SafeRL-Lab · Simon-Free · Apr 21, 2026
diff --git a/agent.py b/agent.py
@@ -40,12 +40,16 @@ class AgentState:
 class ToolStart:
     name:   str
     inputs: dict
+    tool_id: str = ""
 
 @dataclass
 class ToolEnd:
     name:      str
     result:    str
     permitted: bool = True
+    duration:  float = 0.0
+    tool_id:   str = ""
+    inputs:    dict = field(default_factory=dict)
 
 @dataclass
 class TurnDone:
@@ -201,12 +205,21 @@ def run(
         if not assistant_turn.tool_calls:
             break   # No tools → conversation turn complete
 
-        # ── Execute tools (parallel when safe) ────────────────────────────
-        tool_calls = assistant_turn.tool_calls
+        # ── Uniquify ids to prevent GC collisions ─────────────────────────
+        from id_uniquify import uniquify_tool_call_ids
+        uniquify_tool_call_ids(assistant_turn.tool_calls, state)
 
-        # Check permissions first (must be sequential — may prompt user)
+        # Deduplicate tool calls by ID (model may echo duplicates)
+        _seen_ids: set[str] = set()
+        tool_calls = [tc for tc in assistant_turn.tool_calls
+                      if tc["id"] not in _seen_ids and not _seen_ids.add(tc["id"])]
+        state.messages[-1]["tool_calls"] = tool_calls
+
+        # ── Check permissions (sequential — may prompt user) ──────────────
         permissions: dict[str, bool] = {}
+        denied_results: dict[str, str] = {}
         for tc in tool_calls:
+            yield ToolStart(tc["name"], tc["input"], tool_id=tc["id"])

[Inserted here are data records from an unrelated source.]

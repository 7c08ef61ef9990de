use std::sync::{Arc, OnceLock};

use pvgpu_protocol::command::INTERFACE_VERSION;
use pvgpu_protocol::{D3dkmtHandle, PageGeometry, WinLuid};
use pvgpu_transport::{ChannelEndpoint, VmBusChannel};
use tracing::{info, warn};

use crate::config::PvgpuConfig;
use crate::error::CoreResult;
use crate::handle_table::HandleTable;
use crate::memory::{IoSpaceMapper, MapError, PagePinner};

/// How commands that tolerate not observing completion are sent.
#[derive(Debug, Clone, Copy, PartialEq, Eq)]
pub enum Dispatch {
    /// Block for the host's status
    Sync,
    /// Fire-and-forget on the global channel, header async bit set
    Async,
}

/// Physical range of device io space shared with the host.
#[derive(Debug, Clone, Copy, PartialEq, Eq)]
pub struct IoSpaceRegion {
    pub base: u64,
    pub size: u64,
}

impl IoSpaceRegion {
    /// True when `[phys, phys + size)` lies inside the region. A range may
    /// end exactly at the region end, so the last page is mappable.
    pub fn contains(&self, phys: u64, size: u64) -> bool {
        match (phys.checked_sub(self.base), phys.checked_add(size)) {
            (Some(_), Some(end)) => end <= self.base.saturating_add(self.size),
            _ => false,
        }
    }
}

/// VM-wide state shared by every operation.
///
/// The protocol version and global channel are fixed at construction. The
/// async capability is recorded once, by the first adapter-info
/// negotiation, and the io space region once, by `set_iospace_region`.
pub struct Session {
    config: PvgpuConfig,
    geometry: PageGeometry,
    vmbus_version: u32,
    global: ChannelEndpoint,
    async_msg: OnceLock<bool>,
    iospace: OnceLock<IoSpaceRegion>,
}

impl Session {
    pub fn new(config: PvgpuConfig, vmbus_version: u32, global: Arc<dyn VmBusChannel>) -> CoreResult<Self> {
        let geometry = config.page_geometry()?;
        info!(vmbus_version, max_packet = config.max_packet_size(), "session created");
        Ok(Self {
            config,
            geometry,
            vmbus_version,
            global: ChannelEndpoint::new("global", global),
            async_msg: OnceLock::new(),
            iospace: OnceLock::new(),
        })
    }

    /// Session speaking the interface version named in the configuration.
    pub fn from_config(config: PvgpuConfig, global: Arc<dyn VmBusChannel>) -> CoreResult<Self> {
        let version = config.protocol.interface_version;
        Self::new(config, version, global)
    }

    pub fn config(&self) -> &PvgpuConfig {
        &self.config
    }

    pub fn vmbus_version(&self) -> u32 {
        self.vmbus_version
    }

    /// Messages carry an extended header on this interface.
    pub fn uses_ext_header(&self) -> bool {
        self.vmbus_version >= INTERFACE_VERSION
    }

    pub fn max_packet_size(&self) -> usize {
        self.config.max_packet_size()
    }

    pub fn page_geometry(&self) -> PageGeometry {
        self.geometry
    }

    pub fn global_channel(&self) -> &ChannelEndpoint {
        &self.global
    }

    /// False until negotiation has recorded the host's answer.
    pub fn async_msg_enabled(&self) -> bool {
        self.async_msg.get().copied().unwrap_or(false)
    }

    pub fn dispatch(&self) -> Dispatch {
        if self.async_msg_enabled() {
            Dispatch::Async
        } else {
            Dispatch::Sync
        }
    }

    pub(crate) fn record_async_capability(&self, enabled: bool) {
        if self.async_msg.set(enabled).is_err() && self.async_msg_enabled() != enabled {
            warn!(enabled, "adapter disagrees with the negotiated async capability, ignoring");
        }
    }

    pub fn iospace(&self) -> Option<IoSpaceRegion> {
        self.iospace.get().copied()
    }

    pub(crate) fn record_iospace(&self, region: IoSpaceRegion) {
        if self.iospace.set(region).is_err() {
            warn!(base = region.base, size = region.size, "io space region already set");
        }
    }

    /// Validate a host-supplied physical range against the io space region.
    pub(crate) fn check_iospace(&self, phys: u64, size: u64) -> Result<(), MapError> {
        let region = self.iospace().ok_or(MapError::NoRegion)?;
        if region.contains(phys, size) {
            Ok(())
        } else {
            Err(MapError::OutsideRegion { phys, size })
        }
    }
}

/// Host-visible identity of one virtual GPU.
pub struct Adapter {
    channel: ChannelEndpoint,
    host_handle: D3dkmtHandle,
    host_adapter_luid: WinLuid,
    host_vgpu_luid: WinLuid,
    guest_luid: WinLuid,
    device_description: String,
    device_instance_id: String,
}

impl Adapter {
    pub fn new(name: impl Into<String>, guest_luid: WinLuid, channel: Arc<dyn VmBusChannel>) -> Self {
        Self {
            channel: ChannelEndpoint::new(name, channel),
            host_handle: D3dkmtHandle::NULL,
            host_adapter_luid: WinLuid::default(),
            host_vgpu_luid: WinLuid::default(),
            guest_luid,
            device_description: String::new(),
            device_instance_id: String::new(),
        }
    }

    pub fn channel(&self) -> &ChannelEndpoint {
        &self.channel
    }

    pub fn host_handle(&self) -> D3dkmtHandle {
        self.host_handle
    }

    pub fn host_adapter_luid(&self) -> WinLuid {
        self.host_adapter_luid
    }

    pub fn host_vgpu_luid(&self) -> WinLuid {
        self.host_vgpu_luid
    }

    pub fn guest_luid(&self) -> WinLuid {
        self.guest_luid
    }

    pub fn device_description(&self) -> &str {
        &self.device_description
    }

    pub fn device_instance_id(&self) -> &str {
        &self.device_instance_id
    }

    pub(crate) fn set_host_handle(&mut self, handle: D3dkmtHandle) {
        self.host_handle = handle;
    }

    pub(crate) fn set_identity(
        &mut self,
        host_adapter_luid: WinLuid,
        host_vgpu_luid: WinLuid,
        description: String,
        instance_id: String,
    ) {
        self.host_adapter_luid = host_adapter_luid;
        self.host_vgpu_luid = host_vgpu_luid;
        self.device_description = description;
        self.device_instance_id = instance_id;
    }
}

/// A guest process known to the host, with the collaborators acting on its
/// address space and handle table.
pub struct Process {
    pid: u32,
    name: String,
    host_handle: D3dkmtHandle,
    handles: Arc<dyn HandleTable>,
    pinner: Arc<dyn PagePinner>,
    mapper: Arc<dyn IoSpaceMapper>,
}

impl Process {
    pub fn new(
        pid: u32,
        name: impl Into<String>,
        handles: Arc<dyn HandleTable>,
        pinner: Arc<dyn PagePinner>,
        mapper: Arc<dyn IoSpaceMapper>,
    ) -> Self {
        Self {
            pid,
            name: name.into(),
            host_handle: D3dkmtHandle::NULL,
            handles,
            pinner,
            mapper,
        }
    }

    pub fn pid(&self) -> u32 {
        self.pid
    }

    pub fn name(&self) -> &str {
        &self.name
    }

    pub fn host_handle(&self) -> D3dkmtHandle {
        self.host_handle
    }

    pub fn handles(&self) -> &dyn HandleTable {
        self.handles.as_ref()
    }

    pub fn pinner(&self) -> &dyn PagePinner {
        self.pinner.as_ref()
    }

    pub fn mapper(&self) -> &dyn IoSpaceMapper {
        self.mapper.as_ref()
    }

    pub(crate) fn set_host_handle(&mut self, handle: D3dkmtHandle) {
        self.host_handle = handle;
    }
}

             permitted = _check_permission(tc, config)
             if not permitted:
                 if config.get("permission_mode") == "plan":
@@ -216,80 +229,47 @@ def run(
                     yield req
                     permitted = req.granted
             permissions[tc["id"]] = permitted
-
-        # Determine which tools can run in parallel
-        from tool_registry import get_tool as _get_tool
-        parallel_batch = []
-        sequential_batch = []
-        for tc in tool_calls:
-            if not permissions[tc["id"]]:
-                sequential_batch.append(tc)
-                continue
-            tdef = _get_tool(tc["name"])
-            if tdef and tdef.concurrent_safe and len(tool_calls) > 1:
-                parallel_batch.append(tc)
-            else:
-                sequential_batch.append(tc)
-
-        def _exec_one(tc):
-            """Execute a single tool call, return (tc, result, permitted)."""

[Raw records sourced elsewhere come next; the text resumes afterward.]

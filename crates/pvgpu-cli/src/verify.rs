use std::sync::Arc;

use bytemuck::Zeroable;
use pvgpu_core::config::PvgpuConfig;
use pvgpu_core::memory::{IoSpaceMapper, MapError, PagePinner, PinError, PinnedPages};
use pvgpu_core::ops::{adapter, global};
use pvgpu_core::{Adapter, DashMapHandleTable, Process, Session};
use pvgpu_protocol::adapter_commands::{GetInternalAdapterInfoReturn, OpenAdapterReturn, ADAPTER_INFO_ASYNC_MSG};
use pvgpu_protocol::command::{decode_tag, split_message, LAST_COMPATIBLE_INTERFACE_VERSION};
use pvgpu_protocol::global_commands::CreateProcessReturn;
use pvgpu_protocol::handle::encode_wide;
use pvgpu_protocol::pages::{decode_entries, page_runs};
use pvgpu_protocol::status::STATUS_ERRNO_TABLE;
use pvgpu_protocol::{ntstatus_to_errno, CommandTag, D3dkmtHandle, GlobalCommand, NtStatus, VgpuCommand, WinLuid};
use pvgpu_transport::{loopback, HostRequest};
use serde::Serialize;
use tracing::warn;

const LOOPBACK_PROCESS: D3dkmtHandle = D3dkmtHandle(0x4000_0001);
const LOOPBACK_ADAPTER: D3dkmtHandle = D3dkmtHandle(0x4000_0002);
const LOOPBACK_DESCRIPTION: &str = "pvgpu loopback adapter";

// ── Check result types ──────────────────────────────────────────────────────

#[derive(Debug, Clone, Copy, Serialize)]
#[serde(rename_all = "lowercase")]
enum CheckStatus {
    Pass,
    Fail,
    Warn,
}

#[derive(Debug, Serialize)]
struct CheckResult {
    name: String,
    status: CheckStatus,
    message: String,
    #[serde(skip_serializing_if = "Vec::is_empty")]
    details: Vec<String>,
}

impl CheckResult {
    fn new(name: &str, status: CheckStatus, message: &str) -> Self {
        Self {
            name: name.to_string(),
            status,
            message: message.to_string(),
            details: Vec::new(),
        }
    }

    fn pass(name: &str, message: &str) -> Self {
        Self::new(name, CheckStatus::Pass, message)
    }

    fn fail(name: &str, message: &str) -> Self {
        Self::new(name, CheckStatus::Fail, message)
    }

    fn warn(name: &str, message: &str) -> Self {
        Self::new(name, CheckStatus::Warn, message)
    }

    fn detail(mut self, detail: &str) -> Self {
        self.details.push(detail.to_string());
        self
    }
}

// ── Main entry point ────────────────────────────────────────────────────────

pub fn run_verify(config_path: &str, json: bool) -> anyhow::Result<()> {
    let mut results: Vec<CheckResult> = Vec::new();

    let config = check_config(config_path, &mut results);
    check_status_table(&mut results);
    check_page_list(&config, &mut results);
    check_loopback_session(&config, &mut results);

    if json {
        println!("{}", serde_json::to_string_pretty(&results)?);
    } else {
        print_results_pretty(&results);
    }

    if results.iter().any(|r| matches!(r.status, CheckStatus::Fail)) {
        std::process::exit(1);
    }

    Ok(())
}

// ── Check 1: Configuration ──────────────────────────────────────────────────

fn check_config(config_path: &str, results: &mut Vec<CheckResult>) -> PvgpuConfig {
    if !std::path::Path::new(config_path).exists() {
        results.push(
            CheckResult::warn("Configuration", &format!("Config file not found: {}", config_path))
                .detail("Using default configuration"),
        );
        return PvgpuConfig::default();
    }

    match PvgpuConfig::load(config_path) {
        Ok(config) => {
            let result = CheckResult::pass("Configuration", &format!("Loaded from {}", config_path))
                .detail(&format!("Max packet size: {} bytes", config.max_packet_size()))
                .detail(&format!("Page shift: {}", config.memory.page_shift))
                .detail(&format!("Interface version: {}", config.protocol.interface_version))
                .detail(&format!("Map guest pages: {}", config.memory.map_guest_pages));
            results.push(result);
            config
        }
        Err(e) => {
            results.push(CheckResult::fail(
                "Configuration",
                &format!("Failed to parse {}: {}", config_path, e),
            ));
            PvgpuConfig::default()
        }
    }
}

// ── Check 2: Status translation ─────────────────────────────────────────────

fn check_status_table(results: &mut Vec<CheckResult>) {
    let mismatched: Vec<String> = STATUS_ERRNO_TABLE
        .iter()
        .filter(|(status, errno)| !status.is_success() && ntstatus_to_errno(*status) != Err(*errno))
        .map(|(status, errno)| format!("{status} does not map to {errno}"))
        .collect();
    let pending_passes = ntstatus_to_errno(NtStatus::PENDING) == Ok(NtStatus::PENDING.0);

    if mismatched.is_empty() && pending_passes {
        results.push(CheckResult::pass(
            "Status translation",
            &format!("{} mapped codes", STATUS_ERRNO_TABLE.len()),
        ));
        return;
    }
    let mut result = CheckResult::fail("Status translation", "Table lookups disagree");
    for line in &mismatched {
        result = result.detail(line);
    }
    if !pending_passes {
        result = result.detail("STATUS_PENDING is not passed through");
    }
    results.push(result);
}

// ── Check 3: Page-list encoding ─────────────────────────────────────────────

fn check_page_list(config: &PvgpuConfig, results: &mut Vec<CheckResult>) {
    let geometry = match config.page_geometry() {
        Ok(geometry) => geometry,
        Err(e) => {
            results.push(CheckResult::fail("Page list", &e.to_string()));
            return;
        }
    };
    let frames = [0u64, 1, 2, 3, 10, 11, 20];
    let runs = page_runs(&frames, geometry);
    let entries: Vec<u64> = runs.iter().map(|&run| geometry.encode(run)).collect();
    if decode_entries(&entries, geometry) == frames {
        results.push(
            CheckResult::pass("Page list", &format!("{} frames -> {} entries", frames.len(), entries.len()))
                .detail(&format!("Page size: {} bytes", geometry.page_size())),
        );
    } else {
        results.push(CheckResult::fail("Page list", "Encoded entries do not decode to the input frames"));
    }
}

// ── Check 4: Loopback session ───────────────────────────────────────────────

/// Memory collaborator for a process with no guest memory behind it.
struct NoGuestMemory;

impl PagePinner for NoGuestMemory {
    fn pin_user_pages(&self, user_va: u64, _page_count: usize, _writable: bool) -> Result<PinnedPages, PinError> {
        Err(PinError::Unmapped(user_va))
    }

    fn unpin_user_pages(&self, _pages: PinnedPages) {}
}

impl IoSpaceMapper for NoGuestMemory {
    fn map(&self, _phys: u64, _size: u64, _writable: bool, _cached: bool) -> Result<u64, MapError> {
        Err(MapError::Failed("loopback process has no address space".to_string()))
    }

    fn unmap(&self, _user_va: u64, _size: u64) -> Result<(), MapError> {
        Ok(())
    }
}

/// Answer the commands a session bring-up issues.
fn loopback_reply(request: &HostRequest, has_ext_header: bool) -> Vec<u8> {
    let tag = split_message(&request.payload, has_ext_header).and_then(|(_, payload)| decode_tag(payload));
    match tag {
        Ok(CommandTag::Global(GlobalCommand::CreateProcess)) => {
            bytemuck::bytes_of(&CreateProcessReturn { hprocess: LOOPBACK_PROCESS }).to_vec()
        }
        Ok(CommandTag::Vgpu { command: VgpuCommand::OpenAdapter, .. }) => bytemuck::bytes_of(&OpenAdapterReturn {
            host_adapter_handle: LOOPBACK_ADAPTER,
            status: NtStatus::SUCCESS,
            vmbus_interface_version: pvgpu_protocol::command::INTERFACE_VERSION,
            vmbus_last_compatible_interface_version: LAST_COMPATIBLE_INTERFACE_VERSION,
        })
        .to_vec(),
        Ok(CommandTag::Vgpu { command: VgpuCommand::GetInternalAdapterInfo, .. }) => {
            let mut info = GetInternalAdapterInfoReturn::zeroed();
            info.flags = ADAPTER_INFO_ASYNC_MSG;
            info.host_adapter_luid = WinLuid { low: 0x1000, high: 0 };
            info.host_vgpu_luid = WinLuid { low: 0x2000, high: 0 };
            info.device_description = encode_wide(LOOPBACK_DESCRIPTION);
            let mut reply = bytemuck::bytes_of(&info).to_vec();
            if !has_ext_header {
                reply.truncate(reply.len() - std::mem::size_of::<WinLuid>());
            }
            reply
        }
        Ok(_) => bytemuck::bytes_of(&NtStatus::SUCCESS).to_vec(),
        Err(e) => {
            warn!("loopback host rejected request {}: {e}", request.request_id);
            bytemuck::bytes_of(&NtStatus::INVALID_PARAMETER).to_vec()
        }
    }
}

fn check_loopback_session(config: &PvgpuConfig, results: &mut Vec<CheckResult>) {
    match run_loopback_session(config) {
        Ok(details) => {
            let mut result = CheckResult::pass("Loopback session", "Process and adapter bring-up succeeded");
            for line in &details {
                result = result.detail(line);
            }
            results.push(result);
        }
        Err(e) => results.push(CheckResult::fail("Loopback session", &e.to_string())),
    }
}

fn run_loopback_session(config: &PvgpuConfig) -> anyhow::Result<Vec<String>> {
    let has_ext_header = config.protocol.interface_version >= pvgpu_protocol::command::INTERFACE_VERSION;

    let (global_channel, global_host) = loopback(config.sync_timeout());
    let (adapter_channel, adapter_host) = loopback(config.sync_timeout());
    let global_server = global_host.serve(move |req| loopback_reply(req, has_ext_header));
    let adapter_server = adapter_host.serve(move |req| loopback_reply(req, has_ext_header));

    let details = {
        let session = Session::from_config(config.clone(), Arc::new(global_channel))?;
        let mut adapter = Adapter::new("loopback", WinLuid { low: 1, high: 0 }, Arc::new(adapter_channel));
        let memory = Arc::new(NoGuestMemory);
        let mut process = Process::new(
            std::process::id(),
            "pvgpu-verify",
            Arc::new(DashMapHandleTable::new()),
            memory.clone(),
            memory,
        );

        global::create_process(&session, &mut process)?;
        adapter::open_adapter(&session, &mut adapter)?;
        let info = adapter::get_internal_adapter_info(&session, &mut adapter)?;
        global::destroy_process(&session, process.host_handle())?;

        vec![
            format!("Interface version: {}", session.vmbus_version()),
            format!("Extended header: {}", session.uses_ext_header()),
            format!("Host process: {}", process.host_handle()),
            format!("Host adapter: {}", adapter.host_handle()),
            format!("Description: {}", adapter.device_description()),
            format!("Async messages: {}", info.async_msg_enabled),
        ]
    };

    // Dropping the session closed both channels, which stops the servers.
    let _ = global_server.join();
    let _ = adapter_server.join();
    Ok(details)
}

// ── Output ──────────────────────────────────────────────────────────────────

fn print_results_pretty(results: &[CheckResult]) {
    let mut pass_count = 0u32;
    let mut fail_count = 0u32;
    let mut warn_count = 0u32;

    for result in results {
        let (icon, color_start, color_end) = match result.status {
            CheckStatus::Pass => {
                pass_count += 1;
                ("[PASS]", "\x1b[32m", "\x1b[0m")
            }
            CheckStatus::Fail => {
                fail_count += 1;
                ("[FAIL]", "\x1b[31m", "\x1b[0m")
            }
            CheckStatus::Warn => {
                warn_count += 1;
                ("[WARN]", "\x1b[33m", "\x1b[0m")
            }
        };

        println!(
            "  {}{}{} {} - {}",
            color_start, icon, color_end, result.name, result.message
        );

        for detail in &result.details {
            println!("         {}", detail);
        }
        println!();
    }

    println!("-------------------------------");
    println!(
        "  {} passed, {} failed, {} warnings",
        pass_count, fail_count, warn_count
    );
    println!();
}
/// Errors a bus channel implementation reports for a single send.
#[derive(Debug, Clone, PartialEq, Eq, thiserror::Error)]
pub enum ChannelError {
    #[error("timed out waiting for host completion")]
    Timeout,

    #[error("channel torn down")]
    Removed,

    #[error("send failed: {0}")]
    Send(String),
}

/// A byte-oriented bus endpoint to the host GPU service.
///
/// Implementations perform the actual ring/packet I/O. They may assume the
/// caller holds the endpoint's access lock for the whole call.
pub trait VmBusChannel: Send + Sync {
    /// Send `request` and block until the host completes it, returning the
    /// completion payload.
    fn send_sync(&self, request: &[u8]) -> Result<Vec<u8>, ChannelError>;

    /// Send `request` without waiting for a completion.
    fn send_async(&self, request: &[u8]) -> Result<(), ChannelError>;
}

-            tid = tc["id"]
-            permitted = permissions[tid]
             if not permitted:
                 if config.get("permission_mode") == "plan":
                     plan_file = runtime.get_ctx(config).plan_file or ""
-                    result = (
+                    denied_results[tc["id"]] = (
                         f"[Plan mode] Write operations are blocked except to the plan file: {plan_file}\n"
                         "Finish your analysis and write the plan to the plan file. "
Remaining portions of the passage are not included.